The package has been tested on:

Linux
OSX (ARM & Intel)
Windows

Virtual environment

To install the package it is recommended to first create a conda virtual environment:

conda create -n PhySO python=3.8

And activate it:

conda activate PhySO

Downloading

physo can be downloaded using git:

git clone https://github.com/WassimTenachi/PhySO

Or by direct downloading a zip of the repo:

https://github.com/WassimTenachi/PhySO/zipball/master

Dependencies

From the repository root:

Installing essential dependencies :

conda install --file requirements.txt

Installing optional dependencies (for advanced debugging in tree representation) :

conda install --file requirements_display1.txt

pip install -r requirements_display2.txt

In addition, latex should be installed on the system.

Side note regarding CUDA acceleration:

$\Phi$-SO supports CUDA but it should be noted that since the bottleneck of the code is free constant optimization, using CUDA (even on a very high-end GPU) does not improve performances over a CPU and can actually hinder performances.

Installing $\Phi$-SO

Installing physo (from the repository root):

pip install -e .

Testing install

Import test:

python3
>>> import physo

This should result in physo being successfully imported.

Unit tests:

From the repository root:

python -m unittest discover -p "*UnitTest.py"
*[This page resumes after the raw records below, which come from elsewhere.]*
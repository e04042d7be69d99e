//! 流式管理统计。
//!
//! 计数器由提供者与游标的生命周期事件驱动，每个句柄的打开与关闭各计一次，
//! 关闭无论经由显式调用、作用域终止还是析构回收都只计一次。

use std::sync::atomic::{AtomicU64, AtomicUsize, Ordering};

use serde::Serialize;

/// 统计快照。
///
/// - `open_providers` / `open_cursors`：当前仍打开的受管句柄数量；
/// - `reclaimed_providers` / `reclaimed_cursors`：因被丢弃而未关闭、由回收流程处理过的句柄累计数；
/// - `tracked_scopes`：仍有跟踪条目的事件作用域数量。
#[derive(Clone, Copy, Debug, Default, Eq, PartialEq, Serialize)]
pub struct StreamingStatistics {
    pub open_providers: usize,
    pub open_cursors: usize,
    pub reclaimed_providers: u64,
    pub reclaimed_cursors: u64,
    pub tracked_scopes: usize,
}

#[derive(Default)]
pub(crate) struct StatsCounters {
    open_providers: AtomicUsize,
    open_cursors: AtomicUsize,
    reclaimed_providers: AtomicU64,
    reclaimed_cursors: AtomicU64,
}

impl StatsCounters {
    pub(crate) fn provider_opened(&self) {
        self.open_providers.fetch_add(1, Ordering::AcqRel);
    }

    pub(crate) fn provider_closed(&self) {
        decrement(&self.open_providers);
    }

    pub(crate) fn cursor_opened(&self) {
        self.open_cursors.fetch_add(1, Ordering::AcqRel);
    }

    pub(crate) fn cursor_closed(&self) {
        decrement(&self.open_cursors);
    }

    pub(crate) fn provider_reclaimed(&self) {
        self.reclaimed_providers.fetch_add(1, Ordering::Relaxed);
    }

    pub(crate) fn cursor_reclaimed(&self) {
        self.reclaimed_cursors.fetch_add(1, Ordering::Relaxed);
    }

    pub(crate) fn snapshot(&self, tracked_scopes: usize) -> StreamingStatistics {
        StreamingStatistics {
            open_providers: self.open_providers.load(Ordering::Acquire),
            open_cursors: self.open_cursors.load(Ordering::Acquire),
            reclaimed_providers: self.reclaimed_providers.load(Ordering::Relaxed),
            reclaimed_cursors: self.reclaimed_cursors.load(Ordering::Relaxed),
            tracked_scopes,
        }
    }
}

/// 饱和递减：计数归零后再收到关闭事件说明记账有缺陷，不让它回绕成巨大的数值。
fn decrement(counter: &AtomicUsize) {
    let _ = counter.fetch_update(Ordering::AcqRel, Ordering::Acquire, |value| {
        Some(value.saturating_sub(1))
    });
}
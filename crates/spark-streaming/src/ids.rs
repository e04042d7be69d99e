//! 句柄与作用域标识。
//!
//! 标识在进程内单调递增且永不复用，日志与统计中的 `provider_id` / `cursor_id` / `scope_id`
//! 字段均来自这里。

use std::{
    fmt,
    sync::atomic::{AtomicU64, Ordering},
};

macro_rules! define_id {
    ($(#[$meta:meta])* $name:ident, $counter:ident, $prefix:literal) => {
        $(#[$meta])*
        #[derive(Clone, Copy, Debug, Eq, PartialEq, Hash, Ord, PartialOrd)]
        pub struct $name(u64);

        static $counter: AtomicU64 = AtomicU64::new(1);

        impl $name {
            /// 分配一个进程内唯一的新标识。
            pub fn next() -> Self {
                Self($counter.fetch_add(1, Ordering::Relaxed))
            }

            /// 原始数值，供日志字段与错误上下文使用。
            pub fn get(self) -> u64 {
                self.0
            }
        }

        impl fmt::Display for $name {
            fn fmt(&self, f: &mut fmt::Formatter<'_>) -> fmt::Result {
                write!(f, concat!($prefix, "-{}"), self.0)
            }
        }
    };
}

define_id!(
    /// 游标提供者标识。
    ProviderId,
    NEXT_PROVIDER_ID,
    "provider"
);
define_id!(
    /// 游标标识。
    CursorId,
    NEXT_CURSOR_ID,
    "cursor"
);
define_id!(
    /// 事件作用域标识；由 [`EventScope`](crate::EventScope) 实现负责分配。
    ScopeId,
    NEXT_SCOPE_ID,
    "scope"
);
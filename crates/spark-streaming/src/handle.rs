//! # handle 模块说明
//!
//! ## 角色定位（Why）
//! - 宿主在启动时根据 `StreamingConfig::enabled` 决定使用默认实现还是空实现，
//!   之后的调用方不应关心具体是哪一个；
//! - 以枚举而非 trait 对象承载选择：`StreamingManager` 带有泛型方法，无法做成 `dyn`。
//!
//! ## 契约（What）
//! - 每一层句柄（管理器、子管理器、工厂）都只是把调用转发给所选实现；
//! - `Null` 分支的所有操作都不会失败。

use tracing::debug;

use crate::{
    config::{ByteStreamingConfig, ObjectStreamingConfig, StreamingConfig},
    error::Result,
    facade::{
        ByteStreamingManager, DefaultByteStreamingManager, DefaultObjectStreamingManager,
        DefaultStreamingManager, ObjectStreamingManager, StreamingManager,
    },
    factory::{
        ByteCursorProviderFactory, CursorProviderFactory, ObjectCursorProviderFactory,
        PassThroughFactory, Repeatable,
    },
    manager::ManagedCursorProvider,
    null::{NullByteStreamingManager, NullObjectStreamingManager, NullStreamingManager},
    provider::CursorProvider,
    scope::EventScope,
    source::{ReadOnce, StreamItem},
    statistics::StreamingStatistics,
    telemetry,
};

/// 按配置选定的流式管理器。
#[derive(Debug)]
pub enum StreamingManagerHandle {
    Default(DefaultStreamingManager),
    Null(NullStreamingManager),
}

impl StreamingManagerHandle {
    /// `enabled = false` 时选择空实现，且不校验其余字段。
    pub fn from_config(config: StreamingConfig) -> Result<Self> {
        if !config.enabled {
            debug!(
                target: telemetry::MANAGER,
                "streaming disabled, using null streaming manager"
            );
            return Ok(Self::Null(NullStreamingManager));
        }
        DefaultStreamingManager::new(config).map(Self::Default)
    }

    pub fn is_enabled(&self) -> bool {
        matches!(self, Self::Default(_))
    }

    /// 同步处理一轮泄漏通知；空实现返回 0。
    pub fn run_reclamation(&self) -> usize {
        match self {
            Self::Default(manager) => manager.run_reclamation(),
            Self::Null(_) => 0,
        }
    }
}

impl StreamingManager for StreamingManagerHandle {
    type Bytes = ByteStreamingManagerHandle;
    type Objects = ObjectStreamingManagerHandle;

    fn for_bytes(&self) -> ByteStreamingManagerHandle {
        match self {
            Self::Default(manager) => ByteStreamingManagerHandle::Default(manager.for_bytes()),
            Self::Null(manager) => ByteStreamingManagerHandle::Null(manager.for_bytes()),
        }
    }

    fn for_objects(&self) -> ObjectStreamingManagerHandle {
        match self {
            Self::Default(manager) => ObjectStreamingManagerHandle::Default(manager.for_objects()),
            Self::Null(manager) => ObjectStreamingManagerHandle::Null(manager.for_objects()),
        }
    }

    fn manage<S: ReadOnce>(
        &self,
        provider: CursorProvider<S>,
        scope: &dyn EventScope,
    ) -> Result<ManagedCursorProvider<S>> {
        match self {
            Self::Default(manager) => manager.manage(provider, scope),
            Self::Null(manager) => manager.manage(provider, scope),
        }
    }

    fn statistics(&self) -> StreamingStatistics {
        match self {
            Self::Default(manager) => manager.statistics(),
            Self::Null(manager) => manager.statistics(),
        }
    }
}

#[derive(Clone, Debug)]
pub enum ByteStreamingManagerHandle {
    Default(DefaultByteStreamingManager),
    Null(NullByteStreamingManager),
}

impl ByteStreamingManager for ByteStreamingManagerHandle {
    type Factory = CursorProviderFactoryHandle<ByteCursorProviderFactory, PassThroughFactory<u8>>;

    fn cursor_provider_factory(&self, config: ByteStreamingConfig) -> Result<Self::Factory> {
        match self {
            Self::Default(manager) => manager
                .cursor_provider_factory(config)
                .map(CursorProviderFactoryHandle::Default),
            Self::Null(manager) => manager
                .cursor_provider_factory(config)
                .map(CursorProviderFactoryHandle::Null),
        }
    }

    fn default_factory(&self) -> Self::Factory {
        match self {
            Self::Default(manager) => CursorProviderFactoryHandle::Default(manager.default_factory()),
            Self::Null(manager) => CursorProviderFactoryHandle::Null(manager.default_factory()),
        }
    }

    fn in_memory_factory(&self, config: ByteStreamingConfig) -> Result<Self::Factory> {
        match self {
            Self::Default(manager) => manager
                .in_memory_factory(config)
                .map(CursorProviderFactoryHandle::Default),
            Self::Null(manager) => manager
                .in_memory_factory(config)
                .map(CursorProviderFactoryHandle::Null),
        }
    }

    fn non_repeatable_factory(&self) -> Self::Factory {
        match self {
            Self::Default(manager) => {
                CursorProviderFactoryHandle::Default(manager.non_repeatable_factory())
            }
            Self::Null(manager) => CursorProviderFactoryHandle::Null(manager.non_repeatable_factory()),
        }
    }
}

#[derive(Clone, Debug)]
pub enum ObjectStreamingManagerHandle {
    Default(DefaultObjectStreamingManager),
    Null(NullObjectStreamingManager),
}

impl ObjectStreamingManager for ObjectStreamingManagerHandle {
    type Factory<T: StreamItem> =
        CursorProviderFactoryHandle<ObjectCursorProviderFactory<T>, PassThroughFactory<T>>;

    fn cursor_provider_factory<T: StreamItem>(
        &self,
        config: ObjectStreamingConfig,
    ) -> Result<Self::Factory<T>> {
        match self {
            Self::Default(manager) => manager
                .cursor_provider_factory(config)
                .map(CursorProviderFactoryHandle::Default),
            Self::Null(manager) => manager
                .cursor_provider_factory(config)
                .map(CursorProviderFactoryHandle::Null),
        }
    }

    fn default_factory<T: StreamItem>(&self) -> Self::Factory<T> {
        match self {
            Self::Default(manager) => CursorProviderFactoryHandle::Default(manager.default_factory()),
            Self::Null(manager) => CursorProviderFactoryHandle::Null(manager.default_factory()),
        }
    }

    fn non_repeatable_factory<T: StreamItem>(&self) -> Self::Factory<T> {
        match self {
            Self::Default(manager) => {
                CursorProviderFactoryHandle::Default(manager.non_repeatable_factory())
            }
            Self::Null(manager) => CursorProviderFactoryHandle::Null(manager.non_repeatable_factory()),
        }
    }
}

/// 两种工厂实现之一。
#[derive(Clone, Debug)]
pub enum CursorProviderFactoryHandle<A, B> {
    Default(A),
    Null(B),
}

impl<A, B> CursorProviderFactory for CursorProviderFactoryHandle<A, B>
where
    A: CursorProviderFactory,
    B: CursorProviderFactory<Item = A::Item>,
{
    type Item = A::Item;

    fn create<S>(&self, scope: &dyn EventScope, source: S) -> Result<Repeatable<S>>
    where
        S: ReadOnce<Item = Self::Item>,
    {
        match self {
            Self::Default(factory) => factory.create(scope, source),
            Self::Null(factory) => factory.create(scope, source),
        }
    }

    fn accepts<S>(&self, source: &S) -> bool
    where
        S: ReadOnce<Item = Self::Item>,
    {
        match self {
            Self::Default(factory) => factory.accepts(source),
            Self::Null(factory) => factory.accepts(source),
        }
    }
}
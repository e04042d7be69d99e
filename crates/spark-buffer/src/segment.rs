use std::{fmt, mem, sync::Arc};

/// `SegmentRecycler` 描述段在生命周期结束时的回收入口。
///
/// # 设计初衷（Why）
/// - 段的持有者（游标提供者）只关心“读写字节”，不应关心段如何回到池中；
/// - 将回收逻辑集中到 `Segment` 的 `Drop` 中，调用方即便忘记显式归还，也不会让池统计失真。
///
/// # 契约定义（What）
/// - **前置条件**：实现必须线程安全，且 `reclaim` 不得 panic，否则 `Drop` 路径上的 panic
///   会导致进程异常终止；
/// - **后置条件**：调用结束后，池应已记录该容量的可用性，或者明确释放了这块内存。
pub trait SegmentRecycler: Send + Sync + 'static {
    /// 通知池回收一块段内存。
    fn reclaim(&self, reclaimed: ReclaimedSegment);
}

/// 一次回收动作携带的上下文。
///
/// - `class`：段所属的容量等级下标；
/// - `buffer`：段的底层内存，长度已清零，容量不小于等级容量。
#[derive(Debug)]
pub struct ReclaimedSegment {
    class: usize,
    capacity: usize,
    buffer: Vec<u8>,
}

impl ReclaimedSegment {
    /// 返回容量等级下标。
    pub fn class(&self) -> usize {
        self.class
    }

    /// 返回段的逻辑容量。
    pub fn capacity(&self) -> usize {
        self.capacity
    }

    /// 消耗结构并返回底层内存。
    pub fn into_buffer(self) -> Vec<u8> {
        self.buffer
    }
}

/// `Segment` 是一块定长的连续内存，记录已使用长度。
///
/// # 设计动机（Why）
/// - 游标提供者按需追加段来保存从单次数据源拉取的字节；段容量固定，追加永不触发重新分配或拷贝，
///   已交给游标读取的偏移因此保持稳定；
/// - 段只能被移动、不能被克隆，保证任意时刻只有一个提供者拥有它。
///
/// # 契约说明（What）
/// - `capacity()` 为等级容量，`len()` 为已写入长度，`append` 只会写满剩余空间而不会扩容；
/// - `Drop` 时若段来自池，则恰好触发一次 [`SegmentRecycler::reclaim`]。
pub struct Segment {
    buffer: Vec<u8>,
    capacity: usize,
    class: usize,
    recycler: Option<Arc<dyn SegmentRecycler>>,
}

impl Segment {
    /// 使用已分配的内存与回收句柄构造段。
    ///
    /// # 前置条件
    /// - `buffer.capacity() >= capacity`，且 `buffer` 未被其它段共享；
    ///
    /// # 后置条件
    /// - 返回的段长度为 0；`Drop` 时 `recycler` 会收到 `class` 与内存。
    pub fn new(
        mut buffer: Vec<u8>,
        capacity: usize,
        class: usize,
        recycler: Arc<dyn SegmentRecycler>,
    ) -> Self {
        buffer.clear();
        debug_assert!(buffer.capacity() >= capacity);
        Self {
            buffer,
            capacity,
            class,
            recycler: Some(recycler),
        }
    }

    /// 构造不属于任何池的段，主要用于测试与直通场景。
    pub fn detached(capacity: usize) -> Self {
        Self {
            buffer: Vec::with_capacity(capacity),
            capacity,
            class: 0,
            recycler: None,
        }
    }

    /// 段的逻辑容量。
    pub fn capacity(&self) -> usize {
        self.capacity
    }

    /// 已写入的字节数。
    pub fn len(&self) -> usize {
        self.buffer.len()
    }

    pub fn is_empty(&self) -> bool {
        self.buffer.is_empty()
    }

    /// 剩余可写空间。
    pub fn remaining_mut(&self) -> usize {
        self.capacity - self.buffer.len()
    }

    pub fn is_full(&self) -> bool {
        self.remaining_mut() == 0
    }

    /// 容量等级下标。
    pub fn class(&self) -> usize {
        self.class
    }

    /// 已写入内容的只读视图。
    pub fn as_slice(&self) -> &[u8] {
        &self.buffer
    }

    /// 追加字节，最多写满剩余空间，返回实际写入的字节数。
    pub fn append(&mut self, src: &[u8]) -> usize {
        let take = src.len().min(self.remaining_mut());
        self.buffer.extend_from_slice(&src[..take]);
        take
    }

    /// 将已使用长度截断为 `len`，用于回滚失败的追加。
    pub fn truncate(&mut self, len: usize) {
        self.buffer.truncate(len);
    }

    /// 清空已使用长度，保留容量。
    pub fn clear(&mut self) {
        self.buffer.clear();
    }
}

impl fmt::Debug for Segment {
    fn fmt(&self, f: &mut fmt::Formatter<'_>) -> fmt::Result {
        f.debug_struct("Segment")
            .field("len", &self.buffer.len())
            .field("capacity", &self.capacity)
            .field("class", &self.class)
            .field("pooled", &self.recycler.is_some())
            .finish()
    }
}

impl Drop for Segment {
    fn drop(&mut self) {
        if let Some(recycler) = self.recycler.take() {
            let mut buffer = mem::take(&mut self.buffer);
            buffer.clear();
            recycler.reclaim(ReclaimedSegment {
                class: self.class,
                capacity: self.capacity,
                buffer,
            });
        }
    }
}
use serde::Deserialize;

use crate::error::PoolError;

/// 最小容量等级的默认值：4 KiB。
const DEFAULT_MIN_SEGMENT_SIZE: usize = 4 * 1024;
/// 最大容量等级的默认值：4 MiB。
const DEFAULT_MAX_SEGMENT_SIZE: usize = 4 * 1024 * 1024;
/// 每个等级缓存的空闲段上限。
const DEFAULT_MAX_CACHED_PER_CLASS: usize = 64;

/// `PoolConfig` 描述段池的容量等级与内存配额。
///
/// # 设计背景（Why）
/// - 按 2 的幂分级可以把碎片控制在 50% 以内，同时让归还操作只需一次 push；
/// - 配额（`max_resident_bytes`）给出整个进程流式缓冲的硬上限，超出时快速失败而不是阻塞。
///
/// # 契约说明（What）
/// - `min_segment_size`/`max_segment_size` 会被向上取整到 2 的幂，且要求 `min <= max`；
/// - `max_cached_per_class` 为 0 时池不缓存任何空闲段，每次归还都直接释放；
/// - `max_resident_bytes` 为 `None` 表示只受分配器约束。
///
/// 结构体实现 `Deserialize` 并对全部字段提供默认值，宿主可以从任意配置格式加载。
#[derive(Clone, Debug, Eq, PartialEq, Deserialize)]
#[serde(default)]
pub struct PoolConfig {
    pub min_segment_size: usize,
    pub max_segment_size: usize,
    pub max_cached_per_class: usize,
    pub max_resident_bytes: Option<usize>,
}

impl Default for PoolConfig {
    fn default() -> Self {
        Self {
            min_segment_size: DEFAULT_MIN_SEGMENT_SIZE,
            max_segment_size: DEFAULT_MAX_SEGMENT_SIZE,
            max_cached_per_class: DEFAULT_MAX_CACHED_PER_CLASS,
            max_resident_bytes: None,
        }
    }
}

impl PoolConfig {
    /// 以常驻配额构造配置，其余字段使用默认值。
    pub fn with_resident_limit(limit: usize) -> Self {
        Self {
            max_resident_bytes: Some(limit),
            ..Self::default()
        }
    }

    /// 最小容量等级（已取整到 2 的幂）。
    pub fn min_class_capacity(&self) -> usize {
        self.min_segment_size.max(1).next_power_of_two()
    }

    /// 最大容量等级（已取整到 2 的幂，且不小于最小等级）。
    pub fn max_class_capacity(&self) -> usize {
        self.max_segment_size
            .max(1)
            .next_power_of_two()
            .max(self.min_class_capacity())
    }

    /// 等级数量。
    pub fn class_count(&self) -> usize {
        let min = self.min_class_capacity().trailing_zeros();
        let max = self.max_class_capacity().trailing_zeros();
        (max - min) as usize + 1
    }

    /// 校验配置的一致性。
    ///
    /// - **前置条件**：无；
    /// - **后置条件**：返回 `Ok(())` 时，`SegmentPool::new` 不会因为配置产生意外等级划分；
    ///   `min_segment_size > max_segment_size` 或配额小于最小等级时返回 `CapacityTooLarge`。
    pub fn validate(&self) -> Result<(), PoolError> {
        if self.min_segment_size > self.max_segment_size {
            return Err(PoolError::CapacityTooLarge {
                requested: self.min_segment_size,
                max: self.max_segment_size,
            });
        }
        if let Some(limit) = self.max_resident_bytes {
            if limit < self.min_class_capacity() {
                return Err(PoolError::CapacityTooLarge {
                    requested: self.min_class_capacity(),
                    max: limit,
                });
            }
        }
        Ok(())
    }
}
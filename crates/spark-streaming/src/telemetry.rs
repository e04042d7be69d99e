//! 日志目标常量。
//!
//! 订阅者可以按目标过滤，例如 `RUST_LOG=spark_streaming::reclaim=warn` 只保留泄漏告警。

pub(crate) const PROVIDER: &str = "spark_streaming::provider";
pub(crate) const CURSOR: &str = "spark_streaming::cursor";
pub(crate) const MANAGER: &str = "spark_streaming::manager";
pub(crate) const RECLAIM: &str = "spark_streaming::reclaim";
pub(crate) const OVERFLOW: &str = "spark_streaming::overflow";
This should result in all tests being successfully passed (except for program_display_UnitTest tests if optional dependencies were not installed). This should take 5-15 min depending on your system (as if you have a lot of CPU cores, it will take longer to make the efficiency curves).

Getting started

Symbolic regression with default hyperparameters

Symbolic regression (SR) consists in the inference of a free-form symbolic analytical function $f: \mathbb{R}^n \longrightarrow \mathbb{R}$ that fits $y = f(x_0,..., x_n)$ given $(x_0,..., x_n, y)$ data.

Given a dataset $(x_0,..., x_n, y)$:

import numpy as np

z = np.random.uniform(-10, 10, 50)
v = np.random.uniform(-10, 10, 50)
X = np.stack((z, v), axis=0)
y = 1.234*9.807*z + 1.234*v**2

Where $X=(z,v)$, $z$ being a length of dimension $L^{1}, T^{0}, M^{0}$, v a velocity of dimension $L^{1}, T^{-1}, M^{0}$, $y=E$ if an energy of dimension $L^{2}, T^{-2}, M^{1}$.

Given the units input variables $(x_0,..., x_n)$ (here $(z, v)$ ), the root variable $y$ (here $E$) as well as free and fixed constants, you can run an SR task to recover $f$ via:

import physo

expression, logs = physo.SR(X, y,
                            X_units = [ [1, 0, 0] , [1, -1, 0] ],
                            y_units = [2, -2, 1],
                            fixed_consts       = [ 1.      ],
                            fixed_consts_units = [ [0,0,0] ],
                            free_consts_units  = [ [0, 0, 1] , [1, -2, 0] ],                          
)

(Allowing the use of a fixed constant $1$ of dimension $L^{0}, T^{0}, M^{0}$ (ie dimensionless) and free constants $m$ of dimension $L^{0}, T^{0}, M^{1}$ and $g$ of dimension $L^{1}, T^{-2}, M^{0}$.)

It should be noted that here the units vector are of size 3 (eg: [1, 0, 0]) as in this example the variables have units dependent on length, time and mass only. However, units vectors can be of any size $\leq 7$ as long as it is consistent across X, y and constants, allowing the user to express any units (dependent on length, time, mass, temperature, electric current, amount of light, or amount of matter). In addition, dimensional analysis can be performed regardless of the order in which units are given, allowing the user to use any convention ([length, mass, time] or [mass, time, length] etc.) as long as it is consistent across X,y and constants.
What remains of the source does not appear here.